Task to carry out: Take every line containing "matches" out of the records.

Exercise data:

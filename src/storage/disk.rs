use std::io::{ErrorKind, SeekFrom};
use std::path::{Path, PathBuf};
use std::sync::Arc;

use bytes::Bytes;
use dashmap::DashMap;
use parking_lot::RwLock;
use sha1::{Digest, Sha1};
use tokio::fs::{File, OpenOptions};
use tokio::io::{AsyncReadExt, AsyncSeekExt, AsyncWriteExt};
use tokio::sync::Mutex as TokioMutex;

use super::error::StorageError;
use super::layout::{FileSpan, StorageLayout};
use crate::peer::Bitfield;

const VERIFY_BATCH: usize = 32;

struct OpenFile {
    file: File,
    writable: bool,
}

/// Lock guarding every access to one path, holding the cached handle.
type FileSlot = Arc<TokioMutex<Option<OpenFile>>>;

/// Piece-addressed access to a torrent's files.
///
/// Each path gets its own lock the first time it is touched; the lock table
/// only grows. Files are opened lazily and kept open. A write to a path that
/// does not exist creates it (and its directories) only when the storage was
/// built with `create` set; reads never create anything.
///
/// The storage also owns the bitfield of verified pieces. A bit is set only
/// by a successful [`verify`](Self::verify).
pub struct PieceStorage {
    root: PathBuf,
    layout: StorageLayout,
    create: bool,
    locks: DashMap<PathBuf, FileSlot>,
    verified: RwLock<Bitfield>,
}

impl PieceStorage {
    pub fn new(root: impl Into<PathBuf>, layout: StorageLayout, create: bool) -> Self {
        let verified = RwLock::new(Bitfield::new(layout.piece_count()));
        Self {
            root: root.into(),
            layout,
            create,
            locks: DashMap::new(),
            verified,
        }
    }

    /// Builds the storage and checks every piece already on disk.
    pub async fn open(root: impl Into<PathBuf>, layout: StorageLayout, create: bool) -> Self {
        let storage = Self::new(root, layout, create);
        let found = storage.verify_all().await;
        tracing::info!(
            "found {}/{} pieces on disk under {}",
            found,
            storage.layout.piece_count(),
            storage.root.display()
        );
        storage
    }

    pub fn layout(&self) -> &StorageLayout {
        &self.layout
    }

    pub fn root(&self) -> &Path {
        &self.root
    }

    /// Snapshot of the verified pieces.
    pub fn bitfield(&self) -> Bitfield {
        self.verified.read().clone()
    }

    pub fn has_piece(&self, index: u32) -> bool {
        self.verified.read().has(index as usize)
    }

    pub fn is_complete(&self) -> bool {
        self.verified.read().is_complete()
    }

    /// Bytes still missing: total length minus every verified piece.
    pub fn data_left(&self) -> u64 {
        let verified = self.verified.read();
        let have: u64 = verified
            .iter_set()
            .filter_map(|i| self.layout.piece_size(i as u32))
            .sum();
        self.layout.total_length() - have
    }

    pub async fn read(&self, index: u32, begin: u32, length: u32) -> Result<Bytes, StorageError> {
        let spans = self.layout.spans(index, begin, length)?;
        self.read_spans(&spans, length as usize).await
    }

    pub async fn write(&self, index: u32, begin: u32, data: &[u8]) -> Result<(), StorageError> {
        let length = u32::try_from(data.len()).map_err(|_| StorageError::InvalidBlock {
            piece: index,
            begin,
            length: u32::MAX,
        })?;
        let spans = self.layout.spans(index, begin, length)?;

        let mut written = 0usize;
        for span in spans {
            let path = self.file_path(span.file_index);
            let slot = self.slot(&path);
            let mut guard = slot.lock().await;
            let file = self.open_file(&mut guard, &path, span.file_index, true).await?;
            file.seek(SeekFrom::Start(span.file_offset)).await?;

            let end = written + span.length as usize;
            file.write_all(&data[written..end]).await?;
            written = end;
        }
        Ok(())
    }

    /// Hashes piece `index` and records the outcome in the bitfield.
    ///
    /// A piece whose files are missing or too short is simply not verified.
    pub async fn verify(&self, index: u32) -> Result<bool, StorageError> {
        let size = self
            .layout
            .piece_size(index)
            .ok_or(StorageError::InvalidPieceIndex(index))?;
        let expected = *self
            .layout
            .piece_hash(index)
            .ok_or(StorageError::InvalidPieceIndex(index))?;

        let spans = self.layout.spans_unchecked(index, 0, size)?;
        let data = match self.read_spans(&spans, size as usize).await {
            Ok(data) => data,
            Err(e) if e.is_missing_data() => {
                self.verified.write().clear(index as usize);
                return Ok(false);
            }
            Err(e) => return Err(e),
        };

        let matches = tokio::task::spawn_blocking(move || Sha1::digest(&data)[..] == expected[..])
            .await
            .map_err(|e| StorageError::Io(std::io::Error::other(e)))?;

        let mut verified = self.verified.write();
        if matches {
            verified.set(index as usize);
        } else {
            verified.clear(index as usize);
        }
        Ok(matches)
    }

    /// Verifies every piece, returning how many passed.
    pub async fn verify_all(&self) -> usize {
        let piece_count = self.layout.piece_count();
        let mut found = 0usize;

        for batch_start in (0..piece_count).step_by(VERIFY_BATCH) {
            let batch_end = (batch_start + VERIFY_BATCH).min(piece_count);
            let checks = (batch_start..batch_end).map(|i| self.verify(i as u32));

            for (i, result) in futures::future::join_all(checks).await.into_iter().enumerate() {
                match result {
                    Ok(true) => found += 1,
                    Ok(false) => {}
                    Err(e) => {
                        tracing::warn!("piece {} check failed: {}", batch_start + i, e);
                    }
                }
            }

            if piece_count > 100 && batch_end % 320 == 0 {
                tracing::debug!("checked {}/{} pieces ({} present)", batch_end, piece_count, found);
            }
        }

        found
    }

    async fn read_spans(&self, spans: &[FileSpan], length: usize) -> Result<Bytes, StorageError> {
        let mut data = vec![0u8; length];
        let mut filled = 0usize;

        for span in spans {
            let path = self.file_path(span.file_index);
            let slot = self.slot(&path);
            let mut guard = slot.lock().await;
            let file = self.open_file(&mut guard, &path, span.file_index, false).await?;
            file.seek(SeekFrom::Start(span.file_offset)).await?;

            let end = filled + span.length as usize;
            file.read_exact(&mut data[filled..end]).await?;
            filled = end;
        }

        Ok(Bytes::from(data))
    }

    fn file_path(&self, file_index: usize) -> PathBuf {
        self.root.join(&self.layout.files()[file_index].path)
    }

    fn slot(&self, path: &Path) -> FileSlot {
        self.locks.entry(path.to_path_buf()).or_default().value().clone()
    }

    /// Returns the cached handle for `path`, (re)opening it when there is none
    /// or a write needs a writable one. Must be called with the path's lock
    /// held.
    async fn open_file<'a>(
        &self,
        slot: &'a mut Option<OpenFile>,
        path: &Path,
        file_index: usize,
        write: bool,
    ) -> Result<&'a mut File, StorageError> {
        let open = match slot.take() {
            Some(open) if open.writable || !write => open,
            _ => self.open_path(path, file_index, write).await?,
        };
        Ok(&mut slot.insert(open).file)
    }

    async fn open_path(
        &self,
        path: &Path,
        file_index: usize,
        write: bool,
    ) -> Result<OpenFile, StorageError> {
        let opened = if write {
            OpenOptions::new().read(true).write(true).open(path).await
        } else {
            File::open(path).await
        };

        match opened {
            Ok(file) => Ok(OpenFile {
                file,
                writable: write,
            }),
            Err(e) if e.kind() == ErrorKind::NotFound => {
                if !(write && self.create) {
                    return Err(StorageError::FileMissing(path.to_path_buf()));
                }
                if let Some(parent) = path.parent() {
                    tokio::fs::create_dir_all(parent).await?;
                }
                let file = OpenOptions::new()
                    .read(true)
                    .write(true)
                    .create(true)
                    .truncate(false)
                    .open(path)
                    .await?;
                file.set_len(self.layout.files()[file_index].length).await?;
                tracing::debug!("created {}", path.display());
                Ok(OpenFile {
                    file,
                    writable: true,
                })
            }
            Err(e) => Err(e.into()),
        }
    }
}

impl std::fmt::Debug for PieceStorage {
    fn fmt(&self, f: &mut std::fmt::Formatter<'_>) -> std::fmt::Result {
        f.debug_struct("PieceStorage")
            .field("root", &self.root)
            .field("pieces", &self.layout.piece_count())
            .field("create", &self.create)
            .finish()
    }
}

Result:
        let matches = tokio::task::spawn_blocking(move || Sha1::digest(&data)[..] == expected[..])
        if matches {
        Ok(matches)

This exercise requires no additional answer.